The majority of the movie Groundhog Day is what it feels like to have depression. When it first starts, Phil is irritated by what he perceives is a practical joke. “We already did this,” he says, then later in the day states, “It must be some bad dream!” His reactions begin to take on the 7 stages of grief as he is confronted by a loss of control. Not only is he stuck in a situation he doesn’t know how to change, but he longs to be as oblivious as those around him to the truth that their world is the same. Shouldn’t he be as happy and content as these lovable fools? He is trapped not only in an outwardly stagnant world but with his unbearable inner voice, the creeping suspicion that he may be a bad person, and the fear that no one will love him, specifically his boss with whom he loves.
He also tries to kill himself over and over again. In his conceivably infinite loop, he does not succeed, but this can describe depression too–feeling like you are dying or want to die without actually doing so.

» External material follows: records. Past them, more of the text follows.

//! Field schema: flattens the nested `fields` configuration into a table.
//!
//! Every key of the hierarchy is a field. A top-level key opens a new
//! *level* (its 1-based ordinal among top-level keys); a `_properties_`
//! object inside a field tags it with that level and a *sublevel*, the
//! nesting depth of the field inside its top-level group. Levels holding a
//! single field carry no grouping and are stripped after the walk.
//!
//! Field names resolve case-insensitively, in singular or plural form.

pub mod plural;
pub mod testlist;

use crate::config::{FieldProperties, PROPERTIES_KEY};
use crate::error::{Error, Result};
use serde_json::{Map, Value};
use std::collections::{BTreeMap, HashMap};
use std::path::Path;
use testlist::{ListReader, UpdateRule};

/// Name of the synthetic field added when planned tests are included.
pub const CLASS_FIELD: &str = "Class";

/// Grouping position of a field.
#[derive(Debug, Clone, Copy, PartialEq, Eq, PartialOrd, Ord)]
pub struct Level {
    pub level: usize,
    pub sublevel: usize,
}

/// A flattened field definition.
#[derive(Debug, Clone)]
pub struct FieldDef {
    pub name: String,
    pub level: Option<Level>,
    pub properties: FieldProperties,
    /// Loaded `update-from-file` rule, see [`FieldTable::load_update_rules`].
    pub update: Option<UpdateRule>,
}

impl FieldDef {
    fn new(name: &str) -> Self {
        FieldDef {
            name: name.to_string(),
            level: None,
            properties: FieldProperties::default(),
            update: None,
        }
    }

    pub fn is_mandatory(&self) -> bool {
        self.properties.mandatory
    }
}

/// A node of the `fields` hierarchy.
enum SchemaNode<'a> {
    Field {
        name: &'a str,
        children: Vec<SchemaNode<'a>>,
    },
    Properties(FieldProperties),
}

fn parse_nodes(map: &Map<String, Value>) -> Result<Vec<SchemaNode<'_>>> {
    let mut nodes = Vec::with_capacity(map.len());
    for (key, value) in map {
        if key == PROPERTIES_KEY {
            let props = serde_json::from_value(value.clone())
                .map_err(|e| Error::Config(format!("invalid {PROPERTIES_KEY}: {e}")))?;
            nodes.push(SchemaNode::Properties(props));
            continue;
        }
        let Value::Object(children) = value else {
            return Err(Error::Config(format!("field '{key}' must be an object")));
        };
        nodes.push(SchemaNode::Field {
            name: key,
            children: parse_nodes(children)?,
        });
    }
    Ok(nodes)
}

/// The flat, ordered field table with its alias index.
#[derive(Debug, Clone, Default)]
pub struct FieldTable {
    fields: Vec<FieldDef>,
    index: HashMap<String, usize>,
    aliases: BTreeMap<String, usize>,
}

impl FieldTable {
    /// Flatten a `fields` hierarchy. With `include_plan`, the synthetic
    /// [`CLASS_FIELD`] is appended below the deepest level-1 field.
    pub fn build(fields: &Map<String, Value>, include_plan: bool) -> Result<Self> {
        let mut table = FieldTable::default();
        let mut level_count = 0;
        table.walk(None, 0, parse_nodes(fields)?, &mut level_count)?;

        let mut max_sublevel = vec![0usize; level_count.max(1)];
        for def in &table.fields {
            if let Some(l) = def.level {
                max_sublevel[l.level - 1] = max_sublevel[l.level - 1].max(l.sublevel);
            }
        }

        if include_plan {
            max_sublevel[0] += 1;
            let idx = table.entry(CLASS_FIELD);
            table.fields[idx].level = Some(Level {
                level: 1,
                sublevel: max_sublevel[0],
            });
        }

        for def in &mut table.fields {
            if let Some(l) = def.level {
                if max_sublevel[l.level - 1] == 1 {
                    def.level = None;
                }
            }
        }

        for (i, def) in table.fields.iter().enumerate() {
            let lower = def.name.to_lowercase();
            let alias = plural::plural(&lower);
            table.aliases.insert(lower, i);
            table.aliases.insert(alias, i);
        }

        Ok(table)
    }

    fn entry(&mut self, name: &str) -> usize {
        if let Some(&idx) = self.index.get(name) {
            return idx;
        }
        self.fields.push(FieldDef::new(name));
        self.index.insert(name.to_string(), self.fields.len() - 1);
        self.fields.len() - 1
    }

    fn walk(
        &mut self,
        owner: Option<&str>,
        mut sublevel: usize,
        nodes: Vec<SchemaNode<'_>>,
        level_count: &mut usize,
    ) -> Result<()> {
        for node in nodes {
            match node {
                SchemaNode::Properties(props) => {
                    let Some(owner) = owner else {
                        return Err(Error::Config(format!(
                            "{PROPERTIES_KEY} must belong to a field"
                        )));
                    };
                    sublevel += 1;
                    let idx = self.entry(owner);
                    let def = &mut self.fields[idx];
                    if let Some(previous) = def.level {
                        if previous.sublevel != sublevel {
                            return Err(Error::SublevelConflict {
                                field: owner.to_string(),
                                previous: previous.sublevel,
                                requested: sublevel,
                            });
                        }
                    }
                    def.properties.merge(props);
                    def.level = Some(Level {
                        level: *level_count,
                        sublevel,
                    });
                }
                SchemaNode::Field { name, children } => {
                    self.entry(name);
                    if owner.is_none() {
                        *level_count += 1;
                    }
                    self.walk(Some(name), sublevel, children, level_count)?;
                }
            }
        }
        Ok(())
    }

    /// Resolve a raw field token (any case, singular or plural) to its
    /// canonical name.
    pub fn resolve(&self, raw: &str) -> Option<&str> {
        self.aliases
            .get(&raw.to_lowercase())
            .map(|&i| self.fields[i].name.as_str())
    }

    /// Like [`resolve`](Self::resolve), failing on unknown names.
    pub fn require(&self, raw: &str) -> Result<&str> {
        self.resolve(raw)
            .ok_or_else(|| Error::UnknownField(raw.to_string()))
    }

    pub fn get(&self, name: &str) -> Option<&FieldDef> {
        self.index.get(name).map(|&i| &self.fields[i])
    }

    /// Read the list files of every `update-from-file` rule. Paths are
    /// relative to `dir`.
    pub fn load_update_rules(&mut self, dir: &Path, reader: &ListReader) -> Result<()> {
        for def in &mut self.fields {
            let Some(rule) = def.properties.update_from_file.as_ref() else {
                continue;
            };
            let include_type = rule
                .include_type
                .or(def.properties.include_type)
                .unwrap_or_default();
            let exclude_type = rule
                .exclude_type
                .or(def.properties.exclude_type)
                .unwrap_or_default();
            def.update = Some(testlist::compile(
                rule,
                include_type,
                exclude_type,
                dir,
                reader,
            )?);
        }
        Ok(())
    }

    #[cfg(test)]
    pub(crate) fn set_update_rule(&mut self, name: &str, rule: UpdateRule) {
        if let Some(&idx) = self.index.get(name) {
            self.fields[idx].update = Some(rule);
        }
    }

    /// Fields in declaration order.
    pub fn iter(&self) -> impl Iterator<Item = &FieldDef> {
        self.fields.iter()
    }

    /// Fields ordered for output: leveled fields by (level, sublevel)
    /// first, then the remaining ones by name.
    pub fn sorted_by_level(&self) -> Vec<&FieldDef> {
        let mut sorted: Vec<&FieldDef> = self.fields.iter().collect();
        sorted.sort_by(|a, b| {
            (a.level.is_none(), a.level, &a.name).cmp(&(b.level.is_none(), b.level, &b.name))
        });
        sorted
    }

    pub fn mandatory_fields(&self) -> impl Iterator<Item = &str> {
        self.fields
            .iter()
            .filter(|f| f.is_mandatory())
            .map(|f| f.name.as_str())
    }
}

Of course, the film is about becoming a better person. Phil turns over a new leaf and becomes a better man after the old him eventually gets melted away in the passage of living the same day over and over. Something had to change, and our inner selves are capable of it, even if it doesn’t feel that way. Still, the majority of the film mimics the range of emotions someone with depression feels: anxiety, anger, hopelessness, isolation, self-loathing, sadness, guilt, and boredom. Phil eventually begins his journey to become a better person, but he doesn’t do it alone. His co-workers and the people of the town get to him and change him.
Hopefully, those of you who are out there who suffer from depression know that you don’t have to do this alone either.